WORK ITEM:
The full data, repeated exactly, is the only answer needed.
____________
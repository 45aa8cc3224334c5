// Licensed to the Apache Software Foundation (ASF) under one
// or more contributor license agreements.  See the NOTICE file
// distributed with this work for additional information
// regarding copyright ownership.  The ASF licenses this file
// to you under the Apache License, Version 2.0 (the
// "License"); you may not use this file except in compliance
// with the License.  You may obtain a copy of the License at
//
//   http://www.apache.org/licenses/LICENSE-2.0
//
// Unless required by applicable law or agreed to in writing,
// software distributed under the License is distributed on an
// "AS IS" BASIS, WITHOUT WARRANTIES OR CONDITIONS OF ANY
// KIND, either express or implied.  See the License for the
// specific language governing permissions and limitations
// under the License.


use schemata::primitive::{Integer, Str};
use schemata::{Codec, Config, Error, Schema, StreamDecoder, StreamEncoder};

#[test]
fn test_decode_schema_stream() {
    let input = br#"{"title": "a"}
        true
        {"type": "integer"} {}"#;
    let schemas: Vec<_> = StreamDecoder::<Schema>::new(input)
        .collect::<Result<_, _>>()
        .unwrap();
    assert_eq!(schemas.len(), 4);
    assert_eq!(schemas[0].title.as_str(), "a");
    assert_eq!(schemas[1].boolean, Some(true));
    assert!(schemas[2].types.contains(schemata::Type::Integer));
    assert_eq!(*schemas[3], Schema::default());
}

#[test]
fn test_stream_values_are_not_normalized() {
    let mut decoder = StreamDecoder::<Schema>::new(b"{}");
    let schema = decoder.next().unwrap().unwrap();
    assert!(!schema.schema.initialized);
    assert!(decoder.next().is_none());
}

#[test]
fn test_decode_primitive_stream() {
    let values: Vec<i64> = StreamDecoder::<Integer>::new(b"1 2\n3\t-4 5.0")
        .map(|r| r.map(|i| i.value))
        .collect::<Result<_, _>>()
        .unwrap();
    assert_eq!(values, [1, 2, 3, -4, 5]);
}

#[test]
fn test_stream_stops_after_error() {
    let mut decoder = StreamDecoder::<Str>::new(br#""a" 1 "b""#);
    assert_eq!(decoder.next().unwrap().unwrap().as_str(), "a");
    assert!(matches!(decoder.next(), Some(Err(Error::TypeMismatch { .. }))));
    assert!(decoder.next().is_none());
}

#[test]
fn test_stream_respects_config() {
    let config = Config {
        max_depth: 2,
        ..Config::default()
    };
    let input = br#"{"not": {}} {"not": {"not": {}}}"#;
    let mut decoder = StreamDecoder::<Schema>::with_config(input, &config);
    assert!(decoder.next().unwrap().is_ok());
    let offset = decoder.offset();
    assert!(offset > 0);
    assert!(matches!(decoder.next(), Some(Err(Error::DepthExceed(_)))));
}

#[test]
fn test_codec_decode_stream() {
    let codec = Codec::default().strict_enum(false);
    let mut decoder = codec.decode_stream::<Schema>(br#"{"enum": []} {"enum": [1]}"#);
    assert!(decoder.next().unwrap().unwrap().enumeration.as_ref().unwrap().is_empty());
    assert_eq!(decoder.next().unwrap().unwrap().enumeration.as_ref().unwrap().len(), 1);
    assert!(decoder.next().is_none());
}

#[test]
fn test_empty_stream() {
    assert!(StreamDecoder::<Schema>::new(b"  \n ").next().is_none());
}

#[test]
fn test_encode_stream() {
    let mut encoder = StreamEncoder::new();
    let schemas: Vec<_> = StreamDecoder::<Schema>::new(br#"{"title": "a"} false"#)
        .collect::<Result<_, _>>()
        .unwrap();
    for schema in &schemas {
        encoder.encode(&**schema).unwrap();
    }
    encoder.encode(&Integer::new(7)).unwrap();
    encoder.encode(&Str::new("x")).unwrap();
    assert_eq!(encoder.as_bytes(), b"{\"title\":\"a\"}\nfalse\n7\n\"x\"\n");
}

#[test]
fn test_encode_stream_discards_failed_value() {
    let mut encoder = StreamEncoder::new();
    encoder.encode(&Integer::new(1)).unwrap();
    let mut bad = Schema::default();
    bad.title.set("partial");
    bad.types = schemata::Types::single(schemata::Type::Unspecified);
    assert!(encoder.encode(&bad).is_err());
    encoder.encode(&Integer::new(2)).unwrap();
    assert_eq!(encoder.finish(), b"1\n2\n");
}

#[test]
fn test_stream_separators() {
    let schemas: Vec<_> = StreamDecoder::<Schema>::new(b"{}{}")
        .collect::<Result<_, _>>()
        .unwrap();
    assert_eq!(schemas.len(), 2);

    let values: Vec<_> = StreamDecoder::<Str>::new(br#""a""b"  "c""#)
        .map(|r| r.map(|s| s.as_str().to_owned()))
        .collect::<Result<_, _>>()
        .unwrap();
    assert_eq!(values, ["a", "b", "c"]);

    let mut decoder = StreamDecoder::<Schema>::new(b"truefalse");
    assert!(decoder.next().unwrap().is_err());
    assert!(decoder.next().is_none());

    let mut decoder = StreamDecoder::<Integer>::new(b"12 3");
    assert_eq!(decoder.next().unwrap().unwrap().value, 12);
    assert_eq!(decoder.offset(), 2);
    assert_eq!(decoder.next().unwrap().unwrap().value, 3);
    assert!(decoder.next().is_none());
}

#[test]
fn test_stream_rejects_invalid_utf8() {
    let mut decoder = StreamDecoder::<Schema>::new(b"{} {\"title\": \"\xff\"}");
    assert!(decoder.next().unwrap().is_ok());
    assert!(decoder.next().unwrap().is_err());
    assert!(decoder.next().is_none());
}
____________
RESULT FOR THIS EXERCISE:
repository 45aa8cc3224334c5
// Licensed to the Apache Software Foundation (ASF) under one
// or more contributor license agreements.  See the NOTICE file
// distributed with this work for additional information
// regarding copyright ownership.  The ASF licenses this file
// to you under the Apache License, Version 2.0 (the
// "License"); you may not use this file except in compliance
// with the License.  You may obtain a copy of the License at
//
//   http://www.apache.org/licenses/LICENSE-2.0
//
// Unless required by applicable law or agreed to in writing,
// software distributed under the License is distributed on an
// "AS IS" BASIS, WITHOUT WARRANTIES OR CONDITIONS OF ANY
// KIND, either express or implied.  See the License for the
// specific language governing permissions and limitations
// under the License.


use schemata::primitive::{Integer, Str};
use schemata::{Codec, Config, Error, Schema, StreamDecoder, StreamEncoder};

#[test]
fn test_decode_schema_stream() {
    let input = br#"{"title": "a"}
        true
        {"type": "integer"} {}"#;
    let schemas: Vec<_> = StreamDecoder::<Schema>::new(input)
        .collect::<Result<_, _>>()
        .unwrap();
    assert_eq!(schemas.len(), 4);
    assert_eq!(schemas[0].title.as_str(), "a");
    assert_eq!(schemas[1].boolean, Some(true));
    assert!(schemas[2].types.contains(schemata::Type::Integer));
    assert_eq!(*schemas[3], Schema::default());
}

#[test]
fn test_stream_values_are_not_normalized() {
    let mut decoder = StreamDecoder::<Schema>::new(b"{}");
    let schema = decoder.next().unwrap().unwrap();
    assert!(!schema.schema.initialized);
    assert!(decoder.next().is_none());
}

#[test]
fn test_decode_primitive_stream() {
    let values: Vec<i64> = StreamDecoder::<Integer>::new(b"1 2\n3\t-4 5.0")
        .map(|r| r.map(|i| i.value))
        .collect::<Result<_, _>>()
        .unwrap();
    assert_eq!(values, [1, 2, 3, -4, 5]);
}

#[test]
fn test_stream_stops_after_error() {
    let mut decoder = StreamDecoder::<Str>::new(br#""a" 1 "b""#);
    assert_eq!(decoder.next().unwrap().unwrap().as_str(), "a");
    assert!(matches!(decoder.next(), Some(Err(Error::TypeMismatch { .. }))));
    assert!(decoder.next().is_none());
}

#[test]
fn test_stream_respects_config() {
    let config = Config {
        max_depth: 2,
        ..Config::default()
    };
    let input = br#"{"not": {}} {"not": {"not": {}}}"#;
    let mut decoder = StreamDecoder::<Schema>::with_config(input, &config);
    assert!(decoder.next().unwrap().is_ok());
    let offset = decoder.offset();
    assert!(offset > 0);
    assert!(matches!(decoder.next(), Some(Err(Error::DepthExceed(_)))));
}

#[test]
fn test_codec_decode_stream() {
    let codec = Codec::default().strict_enum(false);
    let mut decoder = codec.decode_stream::<Schema>(br#"{"enum": []} {"enum": [1]}"#);
    assert!(decoder.next().unwrap().unwrap().enumeration.as_ref().unwrap().is_empty());
    assert_eq!(decoder.next().unwrap().unwrap().enumeration.as_ref().unwrap().len(), 1);
    assert!(decoder.next().is_none());
}

#[test]
fn test_empty_stream() {
    assert!(StreamDecoder::<Schema>::new(b"  \n ").next().is_none());
}

#[test]
fn test_encode_stream() {
    let mut encoder = StreamEncoder::new();
    let schemas: Vec<_> = StreamDecoder::<Schema>::new(br#"{"title": "a"} false"#)
        .collect::<Result<_, _>>()
        .unwrap();
    for schema in &schemas {
        encoder.encode(&**schema).unwrap();
    }
    encoder.encode(&Integer::new(7)).unwrap();
    encoder.encode(&Str::new("x")).unwrap();
    assert_eq!(encoder.as_bytes(), b"{\"title\":\"a\"}\nfalse\n7\n\"x\"\n");
}

#[test]
fn test_encode_stream_discards_failed_value() {
    let mut encoder = StreamEncoder::new();
    encoder.encode(&Integer::new(1)).unwrap();
    let mut bad = Schema::default();
    bad.title.set("partial");
    bad.types = schemata::Types::single(schemata::Type::Unspecified);
    assert!(encoder.encode(&bad).is_err());
    encoder.encode(&Integer::new(2)).unwrap();
    assert_eq!(encoder.finish(), b"1\n2\n");
}

#[test]
fn test_stream_separators() {
    let schemas: Vec<_> = StreamDecoder::<Schema>::new(b"{}{}")
        .collect::<Result<_, _>>()
        .unwrap();
    assert_eq!(schemas.len(), 2);

    let values: Vec<_> = StreamDecoder::<Str>::new(br#""a""b"  "c""#)
        .map(|r| r.map(|s| s.as_str().to_owned()))
        .collect::<Result<_, _>>()
        .unwrap();
    assert_eq!(values, ["a", "b", "c"]);

    let mut decoder = StreamDecoder::<Schema>::new(b"truefalse");
    assert!(decoder.next().unwrap().is_err());
    assert!(decoder.next().is_none());

    let mut decoder = StreamDecoder::<Integer>::new(b"12 3");
    assert_eq!(decoder.next().unwrap().unwrap().value, 12);
    assert_eq!(decoder.offset(), 2);
    assert_eq!(decoder.next().unwrap().unwrap().value, 3);
    assert!(decoder.next().is_none());
}

#[test]
fn test_stream_rejects_invalid_utf8() {
    let mut decoder = StreamDecoder::<Schema>::new(b"{} {\"title\": \"\xff\"}");
    assert!(decoder.next().unwrap().is_ok());
    assert!(decoder.next().unwrap().is_err());
    assert!(decoder.next().is_none());
}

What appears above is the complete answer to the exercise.